Chief executives must be their companies’ chief storytellers, according to McKinsey partner Julia McClatchy. In this first episode of the CEO Insights series, Julia sits down with Laurel Moglen, McKinsey’s managing producer, to share how CEOs effectively engage stakeholders and communicate with impact.
CEO Insights, which features short, sharp perspectives on the evolving role of the CEO, is produced by The McKinsey Podcast in partnership with the CEO Special Initiative.
This transcript has been edited for clarity and length. To catch the full episode, click here.
Laurel Moglen: Julia, why is a good story so important?
Julia McClatchy: It’s mission critical. Having a great story creates a virtuous cycle that enables CEOs to build a track record of consistency. It allows CEOs to take action, accelerate the idea, and make change in the organization. Second, it facilitates a mutual exchange between the CEO and his or her stakeholders to come up with new ideas and improve the business. It also creates an opportunity to pressure-test ideas, collect feedback, and improve strategy based on insights. Third, it gives something for teams to rally behind in a strong, consistent message. Our research shows that high-performing organizations are almost three times more likely than others to say that their organizations express narratives well.
Laurel Moglen: I’m so curious about that data point. Do you think it has a cascading effect where people just understand what their purpose is?
Julia McClatchy: I think it does. It creates this flywheel because if you’re a high-performing organization, odds are people from the very top to the front line know exactly what their role is and how they fit into the broader purpose of the organization. They understand their narrative, and they think their company expresses it well because it’s fueling them to do what they do every single day to drive value for the company.
Laurel Moglen: How should CEOs think about shaping their organizations’ story?
Julia McClatchy: The ability to tell a great story is grounded in a singular narrative that encompasses the CEO’s vision and their strategy for the future. CEOs should think about telling their story in two lenses. The first lens is being holistic in nature because their story must transcend multiple stakeholder groups, whether they’re talking to their board, the media, or their employees.
Beyond a great narrative for CEOs, we know that adult learning principles tell us that things must be communicated in different mediums again and again. Repetition and consistency are critically important; they do not come naturally to most people, but great CEOs master them.
Laurel Moglen: What are the key factors to consider when CEOs tell their story?
Julia McClatchy: In managing stakeholder relationships, the first step for a CEO to consider is their audience. The way that the narrative is delivered [cadence, depth of candor] should be customized based on the audience. For example, imagine the way a CEO might communicate with the media. It would differ greatly from the radical transparency that he or she might use when communicating with his or her board.
Second, given the pace of change and what is expected of a CEO as they evolve in a role, that narrative has to be renewed across various stages of the CEO life cycle. While a new CEO might be most focused on setting a bold direction, a more tenured CEO might need to focus on combating complacency or articulating a vision for the company’s next S-curve. This enables CEOs to multiply the value of their story over time as they grow in their role.

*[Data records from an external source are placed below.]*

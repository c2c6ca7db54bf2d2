use super::types::{ResolvedSort, SortDirection, SortKey, SortRequest};
use crate::schema::{EntitySchema, FieldKind};

pub struct FilterOrder;

impl FilterOrder {
    /// Resolve the caller's sort against the entity allow-list.
    ///
    /// An allow-listed field keeps the requested direction (`desc` when the
    /// direction is missing or unreadable). Anything else silently becomes the
    /// entity's default sort. The entity's tiebreakers are appended in the
    /// primary direction so that every ordering is total.
    pub fn resolve(schema: &EntitySchema, requested: Option<&SortRequest>) -> ResolvedSort {
        let primary = match requested {
            Some(req) if schema.is_sortable(&req.field) => SortKey {
                field: req.field.clone(),
                direction: req
                    .direction
                    .as_deref()
                    .and_then(SortDirection::parse)
                    .unwrap_or(SortDirection::Desc),
            },
            Some(req) => {
                tracing::debug!(
                    entity = %schema.name,
                    requested = %req.field,
                    fallback = %schema.default_sort.field,
                    "sort field not allowed, using default"
                );
                schema.default_sort.clone()
            }
            None => schema.default_sort.clone(),
        };

        let direction = primary.direction;
        let mut keys = vec![primary];
        for field in &schema.tiebreakers {
            if keys.iter().all(|k| &k.field != field) {
                keys.push(SortKey { field: field.clone(), direction });
            }
        }
        ResolvedSort { keys }
    }

    /// Enum columns sort by their text value, as the memory store does,
    /// rather than by Postgres enum declaration order.
    pub fn generate(schema: &EntitySchema, sort: &ResolvedSort) -> String {
        let parts: Vec<String> = sort
            .keys
            .iter()
            .map(|k| match schema.kind_of(&k.field) {
                Some(FieldKind::Enum(_)) => format!("\"{}\"::text {} NULLS LAST", k.field, k.direction.to_sql()),
                _ => format!("\"{}\" {} NULLS LAST", k.field, k.direction.to_sql()),
            })
            .collect();
        format!("ORDER BY {}", parts.join(", "))
    }
}

#[cfg(test)]
mod tests {
    use super::*;
    use crate::schema::{CaseRule, FieldDef};

    fn schema() -> EntitySchema {
        EntitySchema::builder("tags")
            .field(FieldDef::id("id"))
            .field(FieldDef::text("name", CaseRule::Insensitive).sortable())
            .field(FieldDef::keyword("secret_hash").internal())
            .field(FieldDef::timestamp("created_at").sortable())
            .build()
            .unwrap()
    }

    fn request(field: &str, direction: Option<&str>) -> SortRequest {
        SortRequest { field: field.to_string(), direction: direction.map(str::to_string) }
    }

    #[test]
    fn allowed_field_keeps_direction_and_gets_tiebreakers() {
        let sort = FilterOrder::resolve(&schema(), Some(&request("name", Some("asc"))));
        let fields: Vec<_> = sort.keys.iter().map(|k| k.field.as_str()).collect();
        assert_eq!(fields, vec!["name", "created_at", "id"]);
        assert!(sort.keys.iter().all(|k| k.direction == SortDirection::Asc));
    }

    #[test]
    fn missing_or_invalid_direction_defaults_to_desc() {
        let sort = FilterOrder::resolve(&schema(), Some(&request("name", None)));
        assert_eq!(sort.primary().direction, SortDirection::Desc);
        let sort = FilterOrder::resolve(&schema(), Some(&request("name", Some("sideways"))));
        assert_eq!(sort.primary().direction, SortDirection::Desc);
    }

    #[test]
    fn unknown_or_internal_field_falls_back_to_default() {
        for field in ["secret_hash", "name; DROP TABLE tags", "nope"] {
            let sort = FilterOrder::resolve(&schema(), Some(&request(field, Some("asc"))));
            assert_eq!(sort.primary().field, "created_at");
            assert_eq!(sort.primary().direction, SortDirection::Desc);
        }
    }

    #[test]
    fn tiebreaker_is_not_repeated() {
        let sort = FilterOrder::resolve(&schema(), None);
        let fields: Vec<_> = sort.keys.iter().map(|k| k.field.as_str()).collect();
        assert_eq!(fields, vec!["created_at", "id"]);
    }

    #[test]
    fn generates_order_clause() {
        let sort = FilterOrder::resolve(&schema(), Some(&request("name", Some("asc"))));
        assert_eq!(
            FilterOrder::generate(&schema(), &sort),
            "ORDER BY \"name\" ASC NULLS LAST, \"created_at\" ASC NULLS LAST, \"id\" ASC NULLS LAST"
        );
    }

    #[test]
    fn enum_columns_sort_as_text() {
        let schema = EntitySchema::builder("reminders")
            .field(FieldDef::id("id"))
            .field(FieldDef::enumeration("priority", &["low", "normal", "high"]).sortable())
            .field(FieldDef::timestamp("created_at").sortable())
            .build()
            .unwrap();
        let sort = FilterOrder::resolve(&schema, Some(&request("priority", Some("desc"))));
        assert_eq!(
            FilterOrder::generate(&schema, &sort),
            "ORDER BY \"priority\"::text DESC NULLS LAST, \"created_at\" DESC NULLS LAST, \"id\" DESC NULLS LAST"
        );
    }
}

The third point is that CEOs need to inject a strong sense of the “why” into their narratives. This means linking whatever it is that they’re saying back to the company’s purpose so that it feels grounded. Ideally, CEOs should include some of their own personal purpose in that narrative, too. They can share their personal hope and passion for the company. This enables the best CEOs to move beyond that first step of influence, to inhabit the mindsets of their audience by injecting a lot of personality into their stories, which ties back to having a firm grasp on their “why.”
Laurel Moglen: Leaders have to pay attention to a variety of competing stakeholder issues. What do you find the best CEOs do well as they think about this balancing act?

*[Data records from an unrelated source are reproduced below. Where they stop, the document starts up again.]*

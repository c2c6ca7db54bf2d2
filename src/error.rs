// HTTP API Error Types
use axum::{
    extract::rejection::{JsonRejection, QueryRejection},
    http::StatusCode,
    response::IntoResponse,
    Json,
};
use serde_json::{json, Value};

use crate::auth::JwtError;
use crate::database::StoreError;
use crate::filter::{FieldErrors, SearchError};

/// HTTP API error with appropriate status codes and client-friendly messages
#[derive(Debug)]
pub enum ApiError {
    // 400 Bad Request
    BadRequest(String),
    ValidationError {
        message: String,
        field_errors: Option<FieldErrors>,
    },
    InvalidJson(String),

    // 401 Unauthorized
    Unauthorized(String),

    // 403 Forbidden
    Forbidden(String),

    // 404 Not Found
    NotFound(String),

    // 500 Internal Server Error
    InternalServerError(String),

    // 503 Service Unavailable
    ServiceUnavailable(String),
}

impl ApiError {
    pub fn status_code(&self) -> StatusCode {
        match self {
            ApiError::BadRequest(_) => StatusCode::BAD_REQUEST,
            ApiError::ValidationError { .. } => StatusCode::BAD_REQUEST,
            ApiError::InvalidJson(_) => StatusCode::BAD_REQUEST,
            ApiError::Unauthorized(_) => StatusCode::UNAUTHORIZED,
            ApiError::Forbidden(_) => StatusCode::FORBIDDEN,
            ApiError::NotFound(_) => StatusCode::NOT_FOUND,
            ApiError::InternalServerError(_) => StatusCode::INTERNAL_SERVER_ERROR,
            ApiError::ServiceUnavailable(_) => StatusCode::SERVICE_UNAVAILABLE,
        }
    }

    /// Get client-safe error message
    pub fn message(&self) -> &str {
        match self {
            ApiError::BadRequest(msg) => msg,
            ApiError::ValidationError { message, .. } => message,
            ApiError::InvalidJson(msg) => msg,
            ApiError::Unauthorized(msg) => msg,
            ApiError::Forbidden(msg) => msg,
            ApiError::NotFound(msg) => msg,
            ApiError::InternalServerError(msg) => msg,
            ApiError::ServiceUnavailable(msg) => msg,
        }
    }

    /// Get error code for client handling
    pub fn error_code(&self) -> &'static str {
        match self {
            ApiError::BadRequest(_) => "BAD_REQUEST",
            ApiError::ValidationError { .. } => "VALIDATION_ERROR",
            ApiError::InvalidJson(_) => "INVALID_JSON",
            ApiError::Unauthorized(_) => "UNAUTHORIZED",
            ApiError::Forbidden(_) => "FORBIDDEN",
            ApiError::NotFound(_) => "NOT_FOUND",
            ApiError::InternalServerError(_) => "INTERNAL_SERVER_ERROR",
            ApiError::ServiceUnavailable(_) => "SERVICE_UNAVAILABLE",
        }
    }

    /// Convert to JSON response body
    pub fn to_json(&self) -> Value {
        let mut response = json!({
            "success": false,
            "error": self.message(),
            "code": self.error_code()
        });
        if let ApiError::ValidationError { field_errors: Some(field_errors), .. } = self {
            response["field_errors"] = json!(field_errors);
        }
        response
    }
}

impl ApiError {
    pub fn bad_request(message: impl Into<String>) -> Self {
        ApiError::BadRequest(message.into())
    }

    pub fn validation_error(message: impl Into<String>, field_errors: Option<FieldErrors>) -> Self {
        ApiError::ValidationError {
            message: message.into(),
            field_errors,
        }
    }

    pub fn invalid_json(message: impl Into<String>) -> Self {
        ApiError::InvalidJson(message.into())
    }

    pub fn unauthorized(message: impl Into<String>) -> Self {
        ApiError::Unauthorized(message.into())
    }

    pub fn forbidden(message: impl Into<String>) -> Self {
        ApiError::Forbidden(message.into())
    }

    pub fn not_found(message: impl Into<String>) -> Self {
        ApiError::NotFound(message.into())
    }

    pub fn internal_server_error(message: impl Into<String>) -> Self {
        ApiError::InternalServerError(message.into())
    }

    pub fn service_unavailable(message: impl Into<String>) -> Self {
        ApiError::ServiceUnavailable(message.into())
    }
}

impl From<SearchError> for ApiError {
    fn from(err: SearchError) -> Self {
        match err {
            SearchError::Validation(field_errors) => {
                ApiError::validation_error("Invalid search request", Some(field_errors))
            }
            SearchError::ForbiddenScope(reason) => ApiError::forbidden(reason),
            SearchError::NotFound(entity) => ApiError::not_found(format!("{} record not found", entity)),
            SearchError::UnknownEntity(entity) => ApiError::not_found(format!("Unknown entity: {}", entity)),
            SearchError::Storage(err) => err.into(),
        }
    }
}

impl From<StoreError> for ApiError {
    fn from(err: StoreError) -> Self {
        // Storage details stay in the logs
        if err.is_unavailable() {
            ApiError::service_unavailable("Database temporarily unavailable")
        } else {
            ApiError::internal_server_error("An error occurred while processing your request")
        }
    }
}

impl From<JwtError> for ApiError {
    fn from(err: JwtError) -> Self {
        match err {
            JwtError::InvalidSecret | JwtError::TokenGeneration(_) => {
                tracing::error!("JWT configuration error: {}", err);
                ApiError::unauthorized("Authentication is not available")
            }
            JwtError::InvalidToken(_) | JwtError::InvalidClaims(_) => ApiError::unauthorized(err.to_string()),
        }
    }
}

impl From<JsonRejection> for ApiError {
    fn from(rejection: JsonRejection) -> Self {
        ApiError::invalid_json(rejection.body_text())
    }
}

impl From<QueryRejection> for ApiError {
    fn from(rejection: QueryRejection) -> Self {
        ApiError::bad_request(rejection.body_text())
    }
}

impl std::fmt::Display for ApiError {
    fn fmt(&self, f: &mut std::fmt::Formatter<'_>) -> std::fmt::Result {
        write!(f, "{}", self.message())
    }
}

impl std::error::Error for ApiError {}

// Automatic HTTP response conversion for Axum
impl IntoResponse for ApiError {
    fn into_response(self) -> axum::response::Response {
        (self.status_code(), Json(self.to_json())).into_response()
    }
}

Julia McClatchy: We see a few different archetypes of how this materializes and how they then balance opposing views.
I’ll share three examples. The first is sharing versus staging. You see this mostly on investor calls where CEOs have the unique ability to share what stakeholders need to know now while laying what we would call “breadcrumbs” to keep them coming back for more in the future. These breadcrumbs might be an allusion to growth or an allusion to future focus on productivity.

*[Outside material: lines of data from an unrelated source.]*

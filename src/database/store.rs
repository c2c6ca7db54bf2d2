use async_trait::async_trait;

use super::{Row, StoreError};
use crate::filter::{PageWindow, PredicateNode, ResolvedSort};
use crate::schema::EntitySchema;

/// Read-only repository the search executor talks to.
///
/// Implementations receive a fully built predicate tree and a resolved sort;
/// they never see raw caller input. `count` and `fetch` must interpret the
/// predicate identically.
#[async_trait]
pub trait Store: Send + Sync {
    fn name(&self) -> &'static str;

    async fn count(&self, schema: &EntitySchema, predicate: &PredicateNode) -> Result<u64, StoreError>;

    async fn fetch(
        &self,
        schema: &EntitySchema,
        predicate: &PredicateNode,
        sort: &ResolvedSort,
        window: PageWindow,
    ) -> Result<Vec<Row>, StoreError>;

    async fn health_check(&self) -> Result<(), StoreError> {
        Ok(())
    }
}
// handlers/protected/mod.rs - scoped search endpoints
//
// Every handler here receives a `Principal` extension from
// `middleware::principal_middleware` and passes it to the search engine.
pub mod data;
pub mod find;
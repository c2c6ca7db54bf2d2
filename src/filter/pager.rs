use serde_json::Value;

use super::error::{SearchError, SearchResult};
use crate::schema::LimitCfg;

/// Offset/limit window for one page
#[derive(Debug, Clone, Copy, PartialEq, Eq)]
pub struct PageWindow {
    pub page: u64,
    pub limit: u64,
    pub offset: u64,
}

pub struct Pager;

impl Pager {
    /// Clamp the requested page and limit.
    ///
    /// A limit outside `1..=max` falls back to the entity default (it is not
    /// clamped to `max`). Pages below 1 become 1. `ceiling` is the deployment
    /// wide maximum and tightens the entity's own.
    pub fn window(page: Option<i64>, limit: Option<i64>, cfg: LimitCfg, ceiling: Option<u64>) -> PageWindow {
        let max = ceiling.map_or(cfg.max, |c| cfg.max.min(c.max(1)));
        let default = cfg.default.min(max);

        let limit = match limit {
            Some(l) if l >= 1 && (l as u64) <= max => l as u64,
            _ => default,
        };
        let page = match page {
            Some(p) if p >= 1 => p as u64,
            _ => 1,
        };
        PageWindow {
            page,
            limit,
            offset: (page - 1).saturating_mul(limit),
        }
    }

    /// `ceil(records / limit)`; zero when there are no records
    pub fn pages(records: u64, limit: u64) -> u64 {
        if limit == 0 {
            return 0;
        }
        records.div_ceil(limit)
    }

    /// `page` and `limit` arrive as numbers or numeric strings
    pub fn parse_integer(key: &str, value: Option<&Value>) -> SearchResult<Option<i64>> {
        match value {
            None | Some(Value::Null) => Ok(None),
            Some(Value::Number(n)) => n
                .as_i64()
                .map(Some)
                .ok_or_else(|| SearchError::invalid(key, format!("expected an integer, got {}", n))),
            Some(Value::String(s)) if s.trim().is_empty() => Ok(None),
            Some(Value::String(s)) => s
                .trim()
                .parse::<i64>()
                .map(Some)
                .map_err(|_| SearchError::invalid(key, format!("expected an integer, got {}", s))),
            Some(_) => Err(SearchError::invalid(key, "expected an integer")),
        }
    }
}
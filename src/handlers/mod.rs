// handlers/mod.rs - handler tiers
//
// Public (no principal) → Protected (principal resolved by middleware; the
// scope policy decides what an anonymous principal may see)
pub mod protected;
pub mod public;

The second is business versus society. Stakeholders, whether that’s customers or employees, care just as much about what you stand for as what you sell. CEOs have to confidently represent the company, its values, ideals, and purpose. This means speaking out on topics that at times can be divisive and complex.
The third is self versus collective. They’re positioned uniquely to make communications a team sport as they establish and develop their own platform. If we take the analogy “a rising tide lifts all boats,” what we see is that CEOs make communications a core capability, so the CEO doesn’t have to go at it entirely alone.